Task item:
Look for "ApiError" in each line of the entries, and return the matching lines.

========================================

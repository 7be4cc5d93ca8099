//! Machine-readable error bodies.
//!
//! Checkout, coupon and status-change failures carry a reason code the
//! storefront branches on, so they are rendered as [`ErrorResponse`] instead
//! of a bare [`StatusError`].

use bazaar::{catalog::LineKey, customers::ValidationErrors};
use salvo::{oapi::ToSchema, prelude::*, writing::Scribe};
use serde::{Deserialize, Serialize};
use uuid::Uuid;

pub(crate) const INVALID_INPUT: &str = "INVALID_INPUT";

/// Failing input field
#[derive(Debug, Clone, PartialEq, Eq, Serialize, Deserialize, ToSchema)]
pub(crate) struct FieldErrorResponse {
    /// Dotted path of the field, e.g. `customer.phone`
    pub field: String,

    pub message: String,
}

/// Order line a rejection refers to
#[derive(Debug, Clone, Copy, PartialEq, Eq, Serialize, Deserialize, ToSchema)]
#[serde(rename_all = "camelCase")]
pub(crate) struct LineResponse {
    pub product_id: Uuid,

    #[serde(default, skip_serializing_if = "Option::is_none")]
    pub variant_id: Option<Uuid>,
}

impl From<LineKey> for LineResponse {
    fn from(line: LineKey) -> Self {
        Self {
            product_id: line.product.into_uuid(),
            variant_id: line.variant.map(Into::into),
        }
    }
}

/// Error Response
#[derive(Debug, Clone, PartialEq, Eq, Serialize, Deserialize, ToSchema)]
#[serde(rename_all = "camelCase")]
pub(crate) struct ErrorResponse {
    /// Machine-readable error code, e.g. `INSUFFICIENT_STOCK`
    pub code: String,

    /// Finer-grained reason, e.g. `EXPIRED` for `COUPON_INVALID`
    #[serde(default, skip_serializing_if = "Option::is_none")]
    pub reason: Option<String>,

    /// Human-readable message
    pub message: String,

    #[serde(default, skip_serializing_if = "Option::is_none")]
    pub line: Option<LineResponse>,

    /// Units still in stock for `line`
    #[serde(default, skip_serializing_if = "Option::is_none")]
    pub available: Option<u32>,

    #[serde(default, skip_serializing_if = "Option::is_none")]
    pub fields: Option<Vec<FieldErrorResponse>>,
}

impl ErrorResponse {
    pub(crate) fn new(code: &str, message: impl Into<String>) -> Self {
        Self {
            code: code.to_string(),
            reason: None,
            message: message.into(),
            line: None,
            available: None,
            fields: None,
        }
    }

    pub(crate) fn invalid_field(field: &str, message: impl Into<String>) -> Self {
        let message = message.into();

        Self {
            fields: Some(vec![FieldErrorResponse {
                field: field.to_string(),
                message: message.clone(),
            }]),
            ..Self::new(INVALID_INPUT, message)
        }
    }

    #[must_use]
    pub(crate) fn with_reason(mut self, reason: &str) -> Self {
        self.reason = Some(reason.to_string());
        self
    }
}

impl From<&ValidationErrors> for ErrorResponse {
    fn from(errors: &ValidationErrors) -> Self {
        Self {
            fields: Some(
                errors
                    .errors
                    .iter()
                    .map(|error| FieldErrorResponse {
                        field: error.field.clone(),
                        message: error.message.clone(),
                    })
                    .collect(),
            ),
            ..Self::new(INVALID_INPUT, errors.to_string())
        }
    }
}

/// A failed request: either a structured rejection or a plain status.
#[derive(Debug)]
pub(crate) enum ApiError {
    Rejected {
        status: StatusCode,
        body: ErrorResponse,
    },
    Status(StatusError),
}

impl ApiError {
    pub(crate) fn rejected(status: StatusCode, body: ErrorResponse) -> Self {
        Self::Rejected { status, body }
    }

    /// Reason code of a structured rejection.
    pub(crate) fn code(&self) -> Option<&str> {
        match self {
            Self::Rejected { body, .. } => Some(&body.code),
            Self::Status(_) => None,
        }
    }
}

impl From<StatusError> for ApiError {
    fn from(error: StatusError) -> Self {
        Self::Status(error)
    }
}

impl Scribe for ApiError {
    fn render(self, res: &mut Response) {
        match self {
            Self::Rejected { status, body } => {
                res.status_code(status);
                res.render(Json(body));
            }
            Self::Status(error) => res.render(error),
        }
    }
}

#[cfg(test)]
mod tests {
    use bazaar::catalog::{ProductUuid, VariantUuid};
    use serde_json::json;
    use testresult::TestResult;

    use super::*;

    #[test]
    fn absent_details_are_omitted() -> TestResult {
        let body = serde_json::to_value(ErrorResponse::new("COUPON_EXHAUSTED", "gone"))?;

        assert_eq!(body, json!({ "code": "COUPON_EXHAUSTED", "message": "gone" }));

        Ok(())
    }

    #[test]
    fn variant_lines_carry_both_ids() -> TestResult {
        let product = ProductUuid::new();
        let variant = VariantUuid::new();

        let body = serde_json::to_value(LineResponse::from(LineKey::variant(product, variant)))?;

        assert_eq!(
            body,
            json!({ "productId": product.into_uuid(), "variantId": variant.into_uuid() })
        );

        Ok(())
    }

    #[test]
    fn validation_errors_list_every_field() {
        let mut errors = ValidationErrors::new();

        errors.push("customer.phone", "must be a Bangladeshi mobile number");
        errors.push("items", "must not be empty");

        let body = ErrorResponse::from(&errors);
        let fields: Vec<&str> = body
            .fields
            .iter()
            .flatten()
            .map(|field| field.field.as_str())
            .collect();

        assert_eq!(body.code, INVALID_INPUT);
        assert_eq!(fields, ["customer.phone", "items"]);
    }
}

========================================

Expected answer:
pub(crate) enum ApiError {
impl ApiError {
impl From<StatusError> for ApiError {
impl Scribe for ApiError {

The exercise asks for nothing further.